Bloom’s fuel cell facilities, which were purchased by Home Depot, Morgan Stanley and Caltech, run largely on natural gas, which burns relatively clean but still generates high greenhouse gas emissions. The company is very happy to finally see its technology being used in a clean energy project like Bar 20 Dairy. Sharelynn Moore, executive vice president of Bloom, told The Daily Beast that the company also recently began operating a microgrid project for a Silicon Valley company that obtains methane gas from a nearby landfill. It is also in talks with several waste and water management companies to extract methane from their treatment facilities to turn it into electricity.
“We’re about to really change the way energy is delivered,” Moore said. As more states mandate the use of green electricity from renewables like solar, wind and hydro, Moore hopes the company’s fuel cell servers can help. to close the loop.
However, as with many climate change solutions, high costs will prevent many people from participating in these types of projects. Bar 20 Dairy spent approximately $12.5 million on its fuel cell system and digester. Sheheady said he received a $3 million grant from the state of California and requested a rebate of $2.4 million. The rest came from a bank loan. It helps that Sheheady’s dairy farm is large, as not all farms will necessarily have access to the same means of raising this type of capital.

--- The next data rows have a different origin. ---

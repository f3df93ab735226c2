mod archive;
mod check;
mod cmd_check;
mod cmd_install;
mod cmd_query;
mod cmd_remove;
mod conflicts;
mod db;
mod error;
mod footprint;
mod fsutil;
mod install;
mod ldcache;
mod lock;
mod remove;
mod rules;
mod signal;
#[cfg(test)]
mod testutil;

use anyhow::Result;
use clap::{Parser, Subcommand};
use tracing_subscriber::{EnvFilter, fmt};

#[derive(Parser)]
#[command(name = "pkg", version)]
#[command(about = "Install, remove and query pkg.tar packages")]
struct Cli {
    /// Increase verbosity (-v announces actions, -vv for debug, -vvv for trace)
    #[arg(short, long, action = clap::ArgAction::Count, global = true)]
    verbose: u8,

    #[command(subcommand)]
    command: Command,
}

#[derive(Subcommand)]
enum Command {
    /// Install or upgrade a package archive
    Install(cmd_install::InstallArgs),
    /// Remove an installed package
    Remove(cmd_remove::RemoveArgs),
    /// Query the package database or an archive
    Query(cmd_query::QueryArgs),
    /// Audit installed packages against the filesystem
    Check(cmd_check::CheckArgs),
}

fn main() {
    let cli = Cli::parse();
    init_tracing(cli.verbose);

    let result = match &cli.command {
        Command::Install(args) => ensure_root().and_then(|()| cmd_install::run(args)),
        Command::Remove(args) => ensure_root().and_then(|()| cmd_remove::run(args)),
        Command::Query(args) => cmd_query::run(args),
        Command::Check(args) => cmd_check::run(args, cli.verbose),
    };
    if let Err(err) = result {
        eprintln!("pkg: {err:#}");
        std::process::exit(1);
    }
}

/// Mutating verbs rewrite the root's filesystem and chown extracted files;
/// refuse them up front for anyone but root.
fn ensure_root() -> Result<()> {
    if nix::unistd::Uid::effective().is_root() {
        Ok(())
    } else {
        Err(error::Error::PermissionDenied.into())
    }
}

fn init_tracing(verbose: u8) {
    let format = fmt::format().without_time().with_target(false).compact();

    // CLI -v flags take precedence, then RUST_LOG; per-file errors and
    // kept-rejection notices show by default, action announcements at -v
    let env_filter = match verbose {
        0 => EnvFilter::try_from_default_env().unwrap_or_else(|_| EnvFilter::new("pkg=warn")),
        1 => EnvFilter::new("pkg=info"),
        2 => EnvFilter::new("pkg=debug"),
        _ => EnvFilter::new("pkg=trace"),
    };

    tracing_subscriber::fmt()
        .event_format(format)
        .with_writer(std::io::stderr)
        .with_env_filter(env_filter)
        .init();
}
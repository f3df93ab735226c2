//! Shared fixtures: primed root directories and in-memory built archives.

use std::fs;
use std::io::Write;

use camino::{Utf8Path, Utf8PathBuf};
use tar::{Builder, EntryType, Header};
use tempfile::TempDir;

use crate::db;

/// Every archive entry is stamped with this uid/gid pair. The ids are
/// unassigned on any sane host, which keeps name lookups falling back to
/// numbers and test expectations host-independent.
pub const TEST_UID: u64 = 54321;
pub const TEST_GID: u64 = 54322;

/// A root directory primed like a real installation: the lock directory
/// exists and the database file is present and empty.
pub fn pkg_root() -> (TempDir, Utf8PathBuf) {
    let tmp = tempfile::tempdir().unwrap();
    let root = Utf8PathBuf::from_path_buf(tmp.path().to_path_buf()).unwrap();
    fs::create_dir_all(root.join(db::PKG_DIR)).unwrap();
    fs::write(root.join(db::DB_FILE), b"").unwrap();
    (tmp, root)
}

pub enum TarEntry<'a> {
    Dir(&'a str, u32),
    File(&'a str, u32, &'a [u8]),
    Symlink(&'a str, &'a str),
    SymlinkMode(&'a str, &'a str, u32),
    Hardlink(&'a str, &'a str),
    Char(&'a str, u32, u32, u32),
}

/// Build a package archive at `path`, compressed according to its suffix.
pub fn write_archive(path: &Utf8Path, entries: &[TarEntry<'_>]) {
    let tar = build_tar(entries);
    let data = match path.extension() {
        Some("gz") => {
            let mut encoder =
                flate2::write::GzEncoder::new(Vec::new(), flate2::Compression::default());
            encoder.write_all(&tar).unwrap();
            encoder.finish().unwrap()
        }
        Some("bz2") => {
            let mut encoder =
                bzip2::write::BzEncoder::new(Vec::new(), bzip2::Compression::default());
            encoder.write_all(&tar).unwrap();
            encoder.finish().unwrap()
        }
        Some("xz") => {
            let mut encoder = xz2::write::XzEncoder::new(Vec::new(), 6);
            encoder.write_all(&tar).unwrap();
            encoder.finish().unwrap()
        }
        Some("zst") => zstd::encode_all(&tar[..], 0).unwrap(),
        _ => tar,
    };
    fs::write(path, data).unwrap();
}

fn build_tar(entries: &[TarEntry<'_>]) -> Vec<u8> {
    let mut builder = Builder::new(Vec::new());
    for entry in entries {
        match entry {
            TarEntry::Dir(path, mode) => {
                let mut header = base_header(EntryType::Directory, *mode, 0);
                builder
                    .append_data(&mut header, format!("{path}/"), std::io::empty())
                    .unwrap();
            }
            TarEntry::File(path, mode, content) => {
                let mut header = base_header(EntryType::Regular, *mode, content.len() as u64);
                builder.append_data(&mut header, *path, *content).unwrap();
            }
            TarEntry::Symlink(path, target) => {
                append_link(&mut builder, EntryType::Symlink, path, target, 0o777);
            }
            TarEntry::SymlinkMode(path, target, mode) => {
                append_link(&mut builder, EntryType::Symlink, path, target, *mode);
            }
            TarEntry::Hardlink(path, target) => {
                append_link(&mut builder, EntryType::Link, path, target, 0o644);
            }
            TarEntry::Char(path, mode, major, minor) => {
                let mut header = base_header(EntryType::Char, *mode, 0);
                header.set_device_major(*major).unwrap();
                header.set_device_minor(*minor).unwrap();
                builder
                    .append_data(&mut header, *path, std::io::empty())
                    .unwrap();
            }
        }
    }
    builder.into_inner().unwrap()
}

fn append_link(builder: &mut Builder<Vec<u8>>, kind: EntryType, path: &str, target: &str, mode: u32) {
    let mut header = base_header(kind, mode, 0);
    builder.append_link(&mut header, path, target).unwrap();
}

fn base_header(kind: EntryType, mode: u32, size: u64) -> Header {
    let mut header = Header::new_gnu();
    header.set_entry_type(kind);
    header.set_mode(mode);
    header.set_size(size);
    header.set_uid(TEST_UID);
    header.set_gid(TEST_GID);
    header.set_mtime(1_700_000_000);
    header
}
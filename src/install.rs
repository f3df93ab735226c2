use std::collections::BTreeSet;
use std::fs;
use std::io;

use camino::Utf8Path;

use crate::db::{self, Database};
use crate::error::{Error, Result};
use crate::rules::{self, Rule};
use crate::{archive, conflicts, fsutil, ldcache, remove};

pub struct InstallOpts<'a> {
    pub archive: &'a Utf8Path,
    pub rules: &'a [Rule],
    pub force: bool,
    pub upgrade: bool,
}

/// Install or upgrade one archive. Callers hold the exclusive database
/// lock and the signal shield for the duration.
///
/// The catalogue is committed before any file is materialised: if the
/// process dies in between, the database claims files that are not there
/// yet, which the integrity audit can see. The reverse order would leave
/// files on disk that nothing claims, which nothing can see.
pub fn install_pkg(db: &mut Database, opts: &InstallOpts<'_>) -> Result<()> {
    let (name, mut package) = archive::open_pkg(opts.archive)?;

    let installed = db.installed(&name);
    if installed && !opts.upgrade {
        return Err(Error::AlreadyInstalled(name));
    }
    if !installed && opts.upgrade {
        return Err(Error::NotInstalled(name));
    }

    let verb = if opts.upgrade { "upgrading" } else { "installing" };
    tracing::info!(name = %name, version = %package.version, "{verb}");

    let (install_set, skip_set) = rules::install_partition(opts.rules, &package.files);
    package.files = install_set;

    let keep = if opts.upgrade {
        rules::keep_list(opts.rules, &package.files)
    } else {
        BTreeSet::new()
    };

    let conflicts = conflicts::find_conflicts(db, &name, &package.files);
    if !conflicts.is_empty() {
        if !opts.force {
            return Err(Error::FileConflicts(conflicts));
        }
        remove::db_rm_files(db, &conflicts, &keep);
    }

    if opts.upgrade {
        remove::db_rm_pkg(db, &name, &keep);
    }

    db.add(name.clone(), package);
    db.commit()?;

    if let Err(e) = extract(db, &skip_set, &keep, opts) {
        if !opts.upgrade {
            // fresh install: take the catalogue entry back out so the
            // database never claims files that were never materialised
            db.remove(&name);
            db.commit()?;
        }
        return Err(e);
    }

    ldcache::refresh(db.root());
    Ok(())
}

fn extract(
    db: &Database,
    skip: &BTreeSet<String>,
    keep: &BTreeSet<String>,
    opts: &InstallOpts<'_>,
) -> Result<()> {
    let read_err = |source: io::Error| Error::ArchiveRead {
        path: opts.archive.to_string(),
        source,
    };
    let reject_root = db.root().join(db::REJECTED_DIR);

    let mut archive = archive::open_extractor(opts.archive)?;
    for entry in archive.entries().map_err(&read_err)? {
        let mut entry = entry.map_err(&read_err)?;
        let rel = archive::entry_name(&entry).map_err(&read_err)?;
        if rel.is_empty() || skip.contains(&rel) {
            continue;
        }

        let target = db.fs_path(&rel);
        let rejected = keep.contains(&rel) && fsutil::exists(&target);
        let dest = if rejected {
            reject_root.join(&rel)
        } else {
            target.clone()
        };

        if let Err(source) = archive::unpack_entry(&mut entry, &dest, db.root()) {
            tracing::error!(path = %dest, error = %source, "could not extract");
            if opts.upgrade {
                continue;
            }
            return Err(Error::ExtractError { path: rel, source });
        }

        if rejected {
            resolve_rejection(&reject_root, &target, &dest, &rel);
        }
    }
    Ok(())
}

/// A freshly written rejection that adds nothing over the original is
/// noise: drop it and collapse whatever part of the rejected tree it
/// leaves empty. Anything else stays for the admin to merge.
fn resolve_rejection(reject_root: &Utf8Path, original: &Utf8Path, rejection: &Utf8Path, rel: &str) {
    let is_dir = rel.ends_with('/');
    let perms = fsutil::perms_equal(original, rejection).unwrap_or(false);
    let redundant = if is_dir {
        perms
    } else {
        perms
            && (fsutil::is_empty_regular(rejection)
                || fsutil::content_equal(original, rejection).unwrap_or(false))
    };

    if redundant {
        if is_dir {
            let _ = fs::remove_dir(rejection);
        } else {
            fsutil::prune_up(reject_root, rejection);
        }
    } else {
        tracing::warn!(path = %rel, "rejecting, keeping existing version");
    }
}
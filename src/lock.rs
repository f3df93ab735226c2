use std::fs::File;
use std::os::fd::AsRawFd;

use camino::Utf8Path;
use nix::fcntl::{FlockArg, flock};

use crate::db;
use crate::error::{Error, Result};

/// An acquired advisory lock on the database directory.
///
/// Mutators take the exclusive flavour, readers the shared one. Acquisition
/// never blocks: a held conflicting lock fails construction with
/// [`Error::DatabaseBusy`]. The lock is released when the guard is dropped
/// and the underlying handle closes.
#[derive(Debug)]
pub struct DbLock {
    _file: File,
}

impl DbLock {
    pub fn exclusive(root: &Utf8Path) -> Result<Self> {
        Self::acquire(root, FlockArg::LockExclusiveNonblock)
    }

    pub fn shared(root: &Utf8Path) -> Result<Self> {
        Self::acquire(root, FlockArg::LockSharedNonblock)
    }

    fn acquire(root: &Utf8Path, arg: FlockArg) -> Result<Self> {
        let dir = root.join(db::PKG_DIR);
        let file = File::open(&dir).map_err(|source| Error::DatabaseIo {
            op: "open",
            path: dir.to_string(),
            source,
        })?;
        match flock(file.as_raw_fd(), arg) {
            Ok(()) => Ok(Self { _file: file }),
            Err(nix::errno::Errno::EWOULDBLOCK) => Err(Error::DatabaseBusy),
            Err(errno) => Err(Error::DatabaseIo {
                op: "lock",
                path: dir.to_string(),
                source: errno.into(),
            }),
        }
    }
}
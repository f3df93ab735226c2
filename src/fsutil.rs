use std::fs::{self, File};
use std::io::{self, Read};
use std::os::unix::fs::{FileTypeExt, MetadataExt};

use camino::Utf8Path;

/// Collapse any run of consecutive `/` into a single `/`.
///
/// `.` and `..` components are left alone, as is a leading `/`.
pub fn normalize(path: &str) -> String {
    let mut out = String::with_capacity(path.len());
    let mut prev_slash = false;
    for c in path.chars() {
        if c == '/' {
            if !prev_slash {
                out.push('/');
            }
            prev_slash = true;
        } else {
            out.push(c);
            prev_slash = false;
        }
    }
    out
}

/// Whether `path` names anything at all, without following a final symlink.
pub fn exists(path: &Utf8Path) -> bool {
    path.symlink_metadata().is_ok()
}

/// Whether `path` is a regular file of zero length.
pub fn is_empty_regular(path: &Utf8Path) -> bool {
    path.symlink_metadata()
        .map(|m| m.file_type().is_file() && m.len() == 0)
        .unwrap_or(false)
}

/// Whether two paths have identical content.
///
/// Regular files are compared as byte streams in 4 KiB blocks, symlinks by
/// target, character and block devices by device number. Any other pairing
/// of file types compares unequal.
pub fn content_equal(a: &Utf8Path, b: &Utf8Path) -> io::Result<bool> {
    let ma = a.symlink_metadata()?;
    let mb = b.symlink_metadata()?;
    let (ta, tb) = (ma.file_type(), mb.file_type());

    if ta.is_file() && tb.is_file() {
        if ma.len() != mb.len() {
            return Ok(false);
        }
        let mut fa = File::open(a)?;
        let mut fb = File::open(b)?;
        let mut ba = [0u8; 4096];
        let mut bb = [0u8; 4096];
        loop {
            let na = read_block(&mut fa, &mut ba)?;
            let nb = read_block(&mut fb, &mut bb)?;
            if na != nb || ba[..na] != bb[..nb] {
                return Ok(false);
            }
            if na == 0 {
                return Ok(true);
            }
        }
    } else if ta.is_symlink() && tb.is_symlink() {
        Ok(a.read_link()? == b.read_link()?)
    } else if (ta.is_char_device() && tb.is_char_device())
        || (ta.is_block_device() && tb.is_block_device())
    {
        Ok(ma.rdev() == mb.rdev())
    } else {
        Ok(false)
    }
}

/// Fill `buf` as far as the stream allows; a short count means EOF.
fn read_block(f: &mut File, buf: &mut [u8]) -> io::Result<usize> {
    let mut filled = 0;
    while filled < buf.len() {
        let n = f.read(&mut buf[filled..])?;
        if n == 0 {
            break;
        }
        filled += n;
    }
    Ok(filled)
}

/// Whether two paths agree on mode bits, uid and gid.
pub fn perms_equal(a: &Utf8Path, b: &Utf8Path) -> io::Result<bool> {
    let ma = a.symlink_metadata()?;
    let mb = b.symlink_metadata()?;
    Ok(ma.mode() == mb.mode() && ma.uid() == mb.uid() && ma.gid() == mb.gid())
}

/// Remove `path`, then walk upward removing parents as they empty out,
/// stopping at (and never removing) `basedir`. The first removal that
/// fails ends the walk; failures are absorbed.
pub fn prune_up(basedir: &Utf8Path, path: &Utf8Path) {
    if path == basedir {
        return;
    }
    let removed = match path.symlink_metadata() {
        Ok(m) if m.is_dir() => fs::remove_dir(path).is_ok(),
        Ok(_) => fs::remove_file(path).is_ok(),
        Err(_) => false,
    };
    if removed && let Some(parent) = path.parent() {
        prune_up(basedir, parent);
    }
}
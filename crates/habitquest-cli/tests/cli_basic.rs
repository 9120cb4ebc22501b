//! Basic CLI E2E tests.
//!
//! Each test runs the built binary against its own temporary home
//! directory, so the config file and database start empty.

use std::path::Path;
use std::process::Command;

/// Run a CLI command and return (stdout, stderr, exit code).
fn run_cli(home: &Path, args: &[&str]) -> (String, String, i32) {
    let output = Command::new(env!("CARGO_BIN_EXE_habitquest"))
        .args(args)
        .env("HOME", home)
        .env_remove("HABITQUEST_ENV")
        .env("RUST_LOG", "off")
        .output()
        .expect("Failed to execute CLI command");

    let stdout = String::from_utf8_lossy(&output.stdout).to_string();
    let stderr = String::from_utf8_lossy(&output.stderr).to_string();
    let code = output.status.code().unwrap_or(-1);

    (stdout, stderr, code)
}

fn run_ok(home: &Path, args: &[&str]) -> String {
    let (stdout, stderr, code) = run_cli(home, args);
    assert_eq!(code, 0, "command {args:?} failed: {stderr}");
    stdout
}

fn onboard(home: &Path) {
    run_ok(home, &["setup", "goals", "Run", "Read", "Code", "Cook", "Save"]);
    run_ok(home, &["setup", "select", "Run", "Code"]);
    for g in 0..2 {
        for h in 0..3 {
            let (g, h) = (g.to_string(), h.to_string());
            run_ok(home, &["setup", "habit", &g, &h, &format!("habit {g}.{h}")]);
        }
    }
    let out = run_ok(home, &["setup", "finish"]);
    assert!(out.contains("Achievement unlocked: Quest Giver"));
}

#[test]
fn test_fresh_profile_starts_at_goals() {
    let home = tempfile::tempdir().unwrap();
    let out = run_ok(home.path(), &["setup", "status"]);
    assert!(out.contains("Stage: goals"));
}

#[test]
fn test_full_onboarding_and_tracking() {
    let home = tempfile::tempdir().unwrap();
    onboard(home.path());

    for key in ["0-0", "0-1", "0-2", "1-0"] {
        run_ok(home.path(), &["habit", "toggle", key]);
    }
    let out = run_ok(home.path(), &["stats", "--json"]);
    let stats: serde_json::Value = serde_json::from_str(&out).unwrap();
    assert_eq!(stats["stage"], "dashboard");
    assert_eq!(stats["experience"], 100);
    assert_eq!(stats["level"], 2);
    assert_eq!(stats["streak"], 1);
    assert_eq!(stats["completionPercentageToday"], 67);

    let out = run_ok(home.path(), &["habit", "list"]);
    assert!(out.contains("[x] 0-0"));
    assert!(out.contains("[ ] 1-1"));
}

#[test]
fn test_toggle_twice_restores_total() {
    let home = tempfile::tempdir().unwrap();
    onboard(home.path());
    run_ok(home.path(), &["habit", "toggle", "1-2"]);
    run_ok(home.path(), &["habit", "toggle", "1-2"]);
    let out = run_ok(home.path(), &["stats", "--json"]);
    let stats: serde_json::Value = serde_json::from_str(&out).unwrap();
    assert_eq!(stats["totalCompleted"], 0);
}

#[test]
fn test_duplicate_goals_are_rejected() {
    let home = tempfile::tempdir().unwrap();
    let (_, stderr, code) = run_cli(home.path(), &["setup", "goals", "A", "A", "B", "C", "D"]);
    assert_ne!(code, 0);
    assert!(stderr.contains("unique"), "unexpected stderr: {stderr}");
    let out = run_ok(home.path(), &["setup", "status"]);
    assert!(out.contains("Stage: goals"));
}

#[test]
fn test_toggle_before_setup_fails() {
    let home = tempfile::tempdir().unwrap();
    let (_, stderr, code) = run_cli(home.path(), &["habit", "toggle", "0-0"]);
    assert_ne!(code, 0);
    assert!(stderr.contains("not permitted"), "unexpected stderr: {stderr}");
}

#[test]
fn test_edit_unlocks_editor_achievements() {
    let home = tempfile::tempdir().unwrap();
    onboard(home.path());
    run_ok(home.path(), &["edit", "habit", "0", "0", "sprint"]);
    run_ok(home.path(), &["edit", "goal", "1", "Ship"]);

    let out = run_ok(home.path(), &["achievements", "--json", "--unlocked"]);
    let views: Vec<serde_json::Value> = serde_json::from_str(&out).unwrap();
    let ids: Vec<&str> = views.iter().filter_map(|v| v["id"].as_str()).collect();
    assert!(ids.contains(&"goalEditor"));
    assert!(ids.contains(&"habitEditor"));
    assert!(ids.contains(&"hidden4"));
}

#[test]
fn test_hidden_achievements_are_masked() {
    let home = tempfile::tempdir().unwrap();
    let out = run_ok(home.path(), &["achievements", "--json"]);
    let views: Vec<serde_json::Value> = serde_json::from_str(&out).unwrap();
    assert_eq!(views.len(), 28);
    let hidden: Vec<_> = views.iter().filter(|v| v["hidden"] == true).collect();
    assert_eq!(hidden.len(), 4);
    assert!(hidden.iter().all(|v| v["name"] == "???"));
}

#[test]
fn test_activity_heatmap_json_has_35_cells() {
    let home = tempfile::tempdir().unwrap();
    let out = run_ok(home.path(), &["activity", "heatmap", "--json"]);
    let cells: Vec<serde_json::Value> = serde_json::from_str(&out).unwrap();
    assert_eq!(cells.len(), 35);
    assert_eq!(cells.iter().filter(|c| c["is_today"] == true).count(), 1);
}

#[test]
fn test_config_get_set() {
    let home = tempfile::tempdir().unwrap();
    assert_eq!(run_ok(home.path(), &["config", "get", "sync.debounce_ms"]).trim(), "1500");
    run_ok(home.path(), &["config", "set", "sync.debounce_ms", "300"]);
    assert_eq!(run_ok(home.path(), &["config", "get", "sync.debounce_ms"]).trim(), "300");

    let (_, _, code) = run_cli(home.path(), &["config", "set", "sync.bogus", "1"]);
    assert_ne!(code, 0);
    let (_, _, code) = run_cli(home.path(), &["config", "set", "reset.enabled", "maybe"]);
    assert_ne!(code, 0);

    run_ok(home.path(), &["config", "reset"]);
    assert_eq!(run_ok(home.path(), &["config", "get", "sync.debounce_ms"]).trim(), "1500");
}
//! Dashboard editing commands.

use clap::Subcommand;
use habitquest_core::error::Result;
use habitquest_core::{Config, Session};

use super::{close_session, open_session, print_unlocked, CliResult};

#[derive(Subcommand)]
pub enum EditAction {
    /// Rename a selected goal
    Goal {
        /// Selected goal index (0 or 1)
        index: usize,
        text: String,
    },
    /// Rename a habit
    Habit {
        /// Selected goal index (0 or 1)
        goal: usize,
        /// Habit index (0-2)
        habit: usize,
        text: String,
    },
}

pub async fn run(action: EditAction, config: &Config) -> CliResult {
    let session = open_session(config).await?;
    let result = apply(action, &session);
    close_session(session, result.is_ok()).await?;
    result?;
    Ok(())
}

fn apply(action: EditAction, session: &Session) -> Result<()> {
    let outcome = match action {
        EditAction::Goal { index, text } => {
            let outcome = session.edit_goal(index, &text)?;
            println!("Goal {index} renamed to '{text}'");
            outcome
        }
        EditAction::Habit { goal, habit, text } => {
            let outcome = session.edit_habit(goal, habit, &text)?;
            println!("Habit {goal}-{habit} renamed to '{text}'");
            outcome
        }
    };
    print_unlocked(&outcome.unlocked);
    Ok(())
}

But with the early success of Bar 20 Dairy’s fuel cell system, several other California dairies are interested in developing their own clean energy microgrids. California Biogas has already heard of several who are looking to build the necessary infrastructure and take independent control of their electricity needs.
“If you stay in the dairy business, you’re not going to get away with just looking after the cows anymore, because the costs are so high,” Sheheady said. “We might be able to save dairy this way.”
Talk about milking a cow for all its worth.